Patients suffering from diseases caused by "lifestyle choices" such as diabetes should pay for their medication to help save the NHS from collapse, a Tory GP urged.
Phillip Lee said the health service could "probably limp on for the rest of this decade" but warned pressure from baby boomers and younger patients, who he accused of being less "stoic" than the war generation, meant the system needs radical reform.
The practising locum and MP for Bracknell said the perception over what was an acceptable complaint to visit a doctor about was "profoundly different" between older and younger patients and claimed the change in attitude meant the NHS was no longer "fit for purpose".
Dr Lee, a member of the Free Enterprise group of Tory MPs, said patients must live healthier lives or help meet the cost of their care from their own pockets.
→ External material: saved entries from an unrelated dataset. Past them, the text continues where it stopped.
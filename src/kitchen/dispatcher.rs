//! # Kitchen Dispatcher
//!
//! The single control loop between the order queue and the chefs.
//!
//! ```text
//! Stopped ──run()──▶ Running ──cancel──▶ Stopping ──loop exit──▶ Stopped
//! ```
//!
//! Each iteration waits at most `poll_timeout` for an order, hands it to the
//! [`WorkerPool`], then idles briefly. The cancellation token is raced at both
//! waits, so the loop notices shutdown within roughly one `poll_timeout`.

use crate::framework::{BoundedWorkQueue, Recipe, WorkerPool};
use crate::model::Order;
use serde::{Deserialize, Serialize};
use std::sync::atomic::{AtomicU64, AtomicU8, Ordering};
use std::sync::Arc;
use std::time::Duration;
use tokio_util::sync::CancellationToken;
use tracing::{debug, info, warn};

pub const DEFAULT_POLL_TIMEOUT: Duration = Duration::from_millis(100);
pub const DEFAULT_IDLE: Duration = Duration::from_millis(100);

#[derive(Debug, Clone, Copy, PartialEq, Eq, Serialize, Deserialize)]
pub enum DispatcherState {
    Stopped,
    Running,
    Stopping,
}

/// Shared, lock-free view of a dispatcher's [`DispatcherState`].
#[derive(Debug, Default)]
pub struct DispatcherStateCell(AtomicU8);

impl DispatcherStateCell {
    pub fn get(&self) -> DispatcherState {
        match self.0.load(Ordering::SeqCst) {
            1 => DispatcherState::Running,
            2 => DispatcherState::Stopping,
            _ => DispatcherState::Stopped,
        }
    }

    pub fn set(&self, state: DispatcherState) {
        let raw = match state {
            DispatcherState::Stopped => 0,
            DispatcherState::Running => 1,
            DispatcherState::Stopping => 2,
        };
        self.0.store(raw, Ordering::SeqCst);
    }
}

pub struct Dispatcher {
    queue: Arc<BoundedWorkQueue>,
    pool: Arc<WorkerPool>,
    recipe: Arc<dyn Recipe>,
    submitted: Arc<AtomicU64>,
    state: Arc<DispatcherStateCell>,
    poll_timeout: Duration,
    idle: Duration,
}

impl Dispatcher {
    pub fn new(queue: Arc<BoundedWorkQueue>, pool: Arc<WorkerPool>, recipe: Arc<dyn Recipe>) -> Self {
        Self {
            queue,
            pool,
            recipe,
            submitted: Arc::new(AtomicU64::new(0)),
            state: Arc::new(DispatcherStateCell::default()),
            poll_timeout: DEFAULT_POLL_TIMEOUT,
            idle: DEFAULT_IDLE,
        }
    }

    /// Overrides the queue wait and the pause between iterations.
    pub fn with_timing(mut self, poll_timeout: Duration, idle: Duration) -> Self {
        self.poll_timeout = poll_timeout;
        self.idle = idle;
        self
    }

    /// Counts submissions into `counter` instead of a private one.
    pub fn with_counter(mut self, counter: Arc<AtomicU64>) -> Self {
        self.submitted = counter;
        self
    }

    /// Publishes state changes into `state` instead of a private cell.
    pub fn with_state(mut self, state: Arc<DispatcherStateCell>) -> Self {
        self.state = state;
        self
    }

    pub fn submitted(&self) -> Arc<AtomicU64> {
        Arc::clone(&self.submitted)
    }

    pub fn state(&self) -> Arc<DispatcherStateCell> {
        Arc::clone(&self.state)
    }

    /// Runs the dispatch loop until `cancel` fires.
    pub async fn run(self, cancel: CancellationToken) {
        self.state.set(DispatcherState::Running);
        info!(
            poll_ms = self.poll_timeout.as_millis() as u64,
            chefs = self.pool.size(),
            "Dispatcher started"
        );

        loop {
            let popped = tokio::select! {
                biased;
                _ = cancel.cancelled() => break,
                popped = self.queue.pop_timeout(self.poll_timeout) => popped,
            };
            if let Some(order) = popped {
                self.dispatch(order);
            }

            tokio::select! {
                biased;
                _ = cancel.cancelled() => break,
                _ = tokio::time::sleep(self.idle) => {}
            }
        }

        self.state.set(DispatcherState::Stopping);
        info!(
            submitted = self.submitted.load(Ordering::SeqCst),
            queue_depth = self.queue.len(),
            "Dispatcher stopping"
        );
        self.state.set(DispatcherState::Stopped);
    }

    fn dispatch(&self, order: Order) {
        let order_id = order.id();
        debug!(%order_id, dish = order.dish(), waiter = order.waiter(), "Dispatching");

        match self.pool.submit(order, Arc::clone(&self.recipe)) {
            Ok(()) => {
                let submitted = self.submitted.fetch_add(1, Ordering::SeqCst) + 1;
                info!(%order_id, queue_depth = self.queue.len(), submitted, "Order sent to kitchen");
            }
            Err(e) => warn!(%order_id, error = %e, "Order lost, kitchen is closed"),
        }
    }
}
"If you want to have doughnuts for breakfast, fine, but there is a cost implication down the line," he said.
Dr Lee told the Institute of Economic Affairs event on government spending reform the drugs budget was between £12-15 billion a year but claimed it helped prop up the profits of high street chemists like Boots when GP surgeries could dispense drugs themselves, at a saving of at least £400 million.
He added: "It's time we actually got quite realistic about this because if we don't we are going to lose what most people would want in this country which is access to care when you need it irrespective of your means.
"In which case, if we don't start reforming now and actually accepting that the way Nye Bevan designed it in post-war stoic Britain has got to change then we are going to end up with collapse and the free for all and the pretty disgraceful situation you find in the US."
Free Enterprises members also called for further public sector pay and benefit freezes and means-testing on pensioner benefits.
Tory MP Chris Skidmore suggested tax credits as well as child benefits should be capped at a maximum of two children, something the IEA was told is likely to be "in the mix" at the next election, adding that the same policy as a cap on two children would save £3.5 billion.